*RECORDS PROVIDED:*
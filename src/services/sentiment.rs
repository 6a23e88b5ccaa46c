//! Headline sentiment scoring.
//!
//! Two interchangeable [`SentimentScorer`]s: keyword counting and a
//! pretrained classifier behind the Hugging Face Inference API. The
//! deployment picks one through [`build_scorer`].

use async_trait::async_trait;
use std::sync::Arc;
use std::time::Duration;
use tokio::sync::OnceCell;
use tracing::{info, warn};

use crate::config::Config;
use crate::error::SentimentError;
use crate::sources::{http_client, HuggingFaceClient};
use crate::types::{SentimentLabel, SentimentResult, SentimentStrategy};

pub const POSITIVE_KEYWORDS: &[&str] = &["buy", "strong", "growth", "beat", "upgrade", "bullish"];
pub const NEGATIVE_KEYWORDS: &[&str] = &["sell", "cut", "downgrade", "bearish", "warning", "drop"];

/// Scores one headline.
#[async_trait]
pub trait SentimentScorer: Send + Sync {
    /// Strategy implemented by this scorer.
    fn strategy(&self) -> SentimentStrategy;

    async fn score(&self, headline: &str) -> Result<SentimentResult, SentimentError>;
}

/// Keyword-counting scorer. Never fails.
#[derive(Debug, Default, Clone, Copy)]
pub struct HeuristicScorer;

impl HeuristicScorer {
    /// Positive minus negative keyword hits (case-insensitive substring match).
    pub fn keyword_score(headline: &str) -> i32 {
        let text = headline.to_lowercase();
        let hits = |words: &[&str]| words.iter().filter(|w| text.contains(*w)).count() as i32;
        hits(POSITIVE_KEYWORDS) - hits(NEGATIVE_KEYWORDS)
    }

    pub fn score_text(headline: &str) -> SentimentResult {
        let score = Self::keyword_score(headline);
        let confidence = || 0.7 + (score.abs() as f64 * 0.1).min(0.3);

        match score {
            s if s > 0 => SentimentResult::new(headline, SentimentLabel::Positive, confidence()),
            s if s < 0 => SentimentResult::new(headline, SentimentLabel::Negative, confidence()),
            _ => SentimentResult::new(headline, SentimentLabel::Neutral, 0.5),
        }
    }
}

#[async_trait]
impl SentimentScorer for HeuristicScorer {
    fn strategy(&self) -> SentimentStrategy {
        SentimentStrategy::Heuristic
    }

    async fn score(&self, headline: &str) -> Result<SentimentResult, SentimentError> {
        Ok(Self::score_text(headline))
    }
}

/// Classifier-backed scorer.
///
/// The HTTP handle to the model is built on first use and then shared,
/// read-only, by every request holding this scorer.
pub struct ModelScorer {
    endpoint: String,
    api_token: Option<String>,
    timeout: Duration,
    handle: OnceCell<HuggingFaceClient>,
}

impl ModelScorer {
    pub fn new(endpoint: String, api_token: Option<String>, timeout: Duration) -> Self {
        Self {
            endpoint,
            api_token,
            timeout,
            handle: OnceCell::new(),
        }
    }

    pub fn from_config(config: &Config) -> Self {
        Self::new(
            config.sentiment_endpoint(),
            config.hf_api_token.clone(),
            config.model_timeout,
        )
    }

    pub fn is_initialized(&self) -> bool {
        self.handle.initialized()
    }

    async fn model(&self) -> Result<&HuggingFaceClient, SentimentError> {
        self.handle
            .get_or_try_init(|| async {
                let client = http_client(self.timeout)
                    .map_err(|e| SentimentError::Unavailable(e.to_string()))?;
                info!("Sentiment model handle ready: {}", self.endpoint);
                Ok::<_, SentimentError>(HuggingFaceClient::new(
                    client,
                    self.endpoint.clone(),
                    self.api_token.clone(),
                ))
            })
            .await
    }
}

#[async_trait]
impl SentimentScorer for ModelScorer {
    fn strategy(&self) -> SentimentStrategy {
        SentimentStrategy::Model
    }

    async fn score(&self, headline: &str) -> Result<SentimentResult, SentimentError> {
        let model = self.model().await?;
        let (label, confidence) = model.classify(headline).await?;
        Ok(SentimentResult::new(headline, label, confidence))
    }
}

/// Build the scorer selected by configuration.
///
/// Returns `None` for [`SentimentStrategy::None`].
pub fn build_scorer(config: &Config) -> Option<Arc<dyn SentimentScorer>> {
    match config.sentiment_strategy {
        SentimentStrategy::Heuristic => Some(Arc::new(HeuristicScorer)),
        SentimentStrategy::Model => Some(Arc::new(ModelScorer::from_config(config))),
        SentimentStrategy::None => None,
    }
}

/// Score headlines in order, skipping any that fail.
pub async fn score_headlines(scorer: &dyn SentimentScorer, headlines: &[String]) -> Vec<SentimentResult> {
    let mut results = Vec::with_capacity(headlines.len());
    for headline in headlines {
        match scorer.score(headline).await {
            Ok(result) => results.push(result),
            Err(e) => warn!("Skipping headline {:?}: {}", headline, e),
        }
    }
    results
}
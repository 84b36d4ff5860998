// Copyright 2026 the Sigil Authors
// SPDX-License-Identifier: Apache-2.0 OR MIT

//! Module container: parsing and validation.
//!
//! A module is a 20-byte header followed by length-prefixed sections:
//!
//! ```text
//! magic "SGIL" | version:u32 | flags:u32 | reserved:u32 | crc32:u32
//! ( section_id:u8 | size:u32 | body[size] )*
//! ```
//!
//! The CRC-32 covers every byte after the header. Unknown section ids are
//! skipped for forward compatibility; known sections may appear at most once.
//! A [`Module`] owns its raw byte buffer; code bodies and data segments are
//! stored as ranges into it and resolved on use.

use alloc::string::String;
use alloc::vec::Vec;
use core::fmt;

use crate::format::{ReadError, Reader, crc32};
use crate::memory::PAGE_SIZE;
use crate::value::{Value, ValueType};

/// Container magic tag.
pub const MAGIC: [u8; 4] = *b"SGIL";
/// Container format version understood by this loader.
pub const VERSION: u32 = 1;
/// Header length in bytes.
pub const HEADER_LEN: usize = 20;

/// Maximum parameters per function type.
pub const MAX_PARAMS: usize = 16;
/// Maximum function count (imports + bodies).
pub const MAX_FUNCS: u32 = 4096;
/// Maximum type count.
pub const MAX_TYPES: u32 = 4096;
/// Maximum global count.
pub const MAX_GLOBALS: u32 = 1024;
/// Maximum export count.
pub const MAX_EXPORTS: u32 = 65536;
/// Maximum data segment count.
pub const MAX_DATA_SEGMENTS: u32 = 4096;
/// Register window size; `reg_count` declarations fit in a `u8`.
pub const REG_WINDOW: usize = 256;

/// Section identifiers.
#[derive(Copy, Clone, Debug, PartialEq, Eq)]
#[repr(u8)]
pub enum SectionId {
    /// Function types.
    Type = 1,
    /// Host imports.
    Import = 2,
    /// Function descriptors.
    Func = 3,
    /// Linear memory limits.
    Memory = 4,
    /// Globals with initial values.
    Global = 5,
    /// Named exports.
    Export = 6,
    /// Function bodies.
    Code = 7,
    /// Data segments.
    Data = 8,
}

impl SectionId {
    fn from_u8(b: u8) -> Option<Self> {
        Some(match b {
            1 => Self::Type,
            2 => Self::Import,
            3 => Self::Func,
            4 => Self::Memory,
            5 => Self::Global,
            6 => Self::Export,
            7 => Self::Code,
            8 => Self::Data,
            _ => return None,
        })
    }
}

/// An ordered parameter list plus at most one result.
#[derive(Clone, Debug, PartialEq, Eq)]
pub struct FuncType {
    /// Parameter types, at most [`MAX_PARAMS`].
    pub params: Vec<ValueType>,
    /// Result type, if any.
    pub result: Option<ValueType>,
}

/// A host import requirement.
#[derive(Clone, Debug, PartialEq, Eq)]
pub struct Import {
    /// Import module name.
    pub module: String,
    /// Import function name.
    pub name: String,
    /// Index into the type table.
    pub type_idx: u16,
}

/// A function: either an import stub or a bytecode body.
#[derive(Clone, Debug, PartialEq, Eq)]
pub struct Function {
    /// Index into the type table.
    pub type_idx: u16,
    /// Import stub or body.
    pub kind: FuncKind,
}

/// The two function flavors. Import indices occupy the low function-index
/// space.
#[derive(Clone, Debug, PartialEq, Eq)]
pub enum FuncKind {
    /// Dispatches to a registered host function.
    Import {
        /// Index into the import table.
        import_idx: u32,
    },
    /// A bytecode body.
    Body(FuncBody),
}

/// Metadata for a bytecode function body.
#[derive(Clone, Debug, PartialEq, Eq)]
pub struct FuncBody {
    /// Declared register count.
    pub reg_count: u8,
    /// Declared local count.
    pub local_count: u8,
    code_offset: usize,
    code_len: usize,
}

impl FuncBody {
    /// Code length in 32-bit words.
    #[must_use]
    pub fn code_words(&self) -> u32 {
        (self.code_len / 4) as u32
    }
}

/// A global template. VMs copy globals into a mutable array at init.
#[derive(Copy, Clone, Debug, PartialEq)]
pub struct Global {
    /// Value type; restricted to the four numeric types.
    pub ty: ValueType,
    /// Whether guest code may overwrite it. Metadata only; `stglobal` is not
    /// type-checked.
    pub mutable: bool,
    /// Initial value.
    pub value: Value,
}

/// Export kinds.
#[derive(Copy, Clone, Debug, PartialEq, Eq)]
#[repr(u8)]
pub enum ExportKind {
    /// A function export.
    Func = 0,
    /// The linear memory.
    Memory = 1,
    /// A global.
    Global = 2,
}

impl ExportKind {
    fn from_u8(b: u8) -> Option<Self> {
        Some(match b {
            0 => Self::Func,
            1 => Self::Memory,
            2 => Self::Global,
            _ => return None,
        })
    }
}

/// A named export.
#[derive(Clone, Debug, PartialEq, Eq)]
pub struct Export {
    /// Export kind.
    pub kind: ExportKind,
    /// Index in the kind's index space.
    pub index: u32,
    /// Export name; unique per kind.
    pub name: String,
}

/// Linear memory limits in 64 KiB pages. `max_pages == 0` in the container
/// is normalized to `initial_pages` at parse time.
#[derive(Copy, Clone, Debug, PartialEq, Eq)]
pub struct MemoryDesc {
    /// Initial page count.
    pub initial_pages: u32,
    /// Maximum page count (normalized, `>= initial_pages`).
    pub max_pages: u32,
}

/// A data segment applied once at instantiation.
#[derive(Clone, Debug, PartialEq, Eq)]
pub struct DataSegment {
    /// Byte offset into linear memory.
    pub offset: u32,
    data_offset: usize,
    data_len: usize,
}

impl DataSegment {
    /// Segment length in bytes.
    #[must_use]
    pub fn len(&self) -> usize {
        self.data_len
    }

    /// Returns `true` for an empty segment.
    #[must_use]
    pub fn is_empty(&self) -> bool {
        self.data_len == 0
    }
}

*ACTIVITY:* Look through the data above for the string "struct" and copy every line where it appears.

*ANSWER TO THE EXERCISE:*
pub struct HeuristicScorer;
pub struct ModelScorer {
pub struct FuncType {
pub struct Import {
pub struct Function {
pub struct FuncBody {
pub struct Global {
pub struct Export {
pub struct MemoryDesc {
pub struct DataSegment {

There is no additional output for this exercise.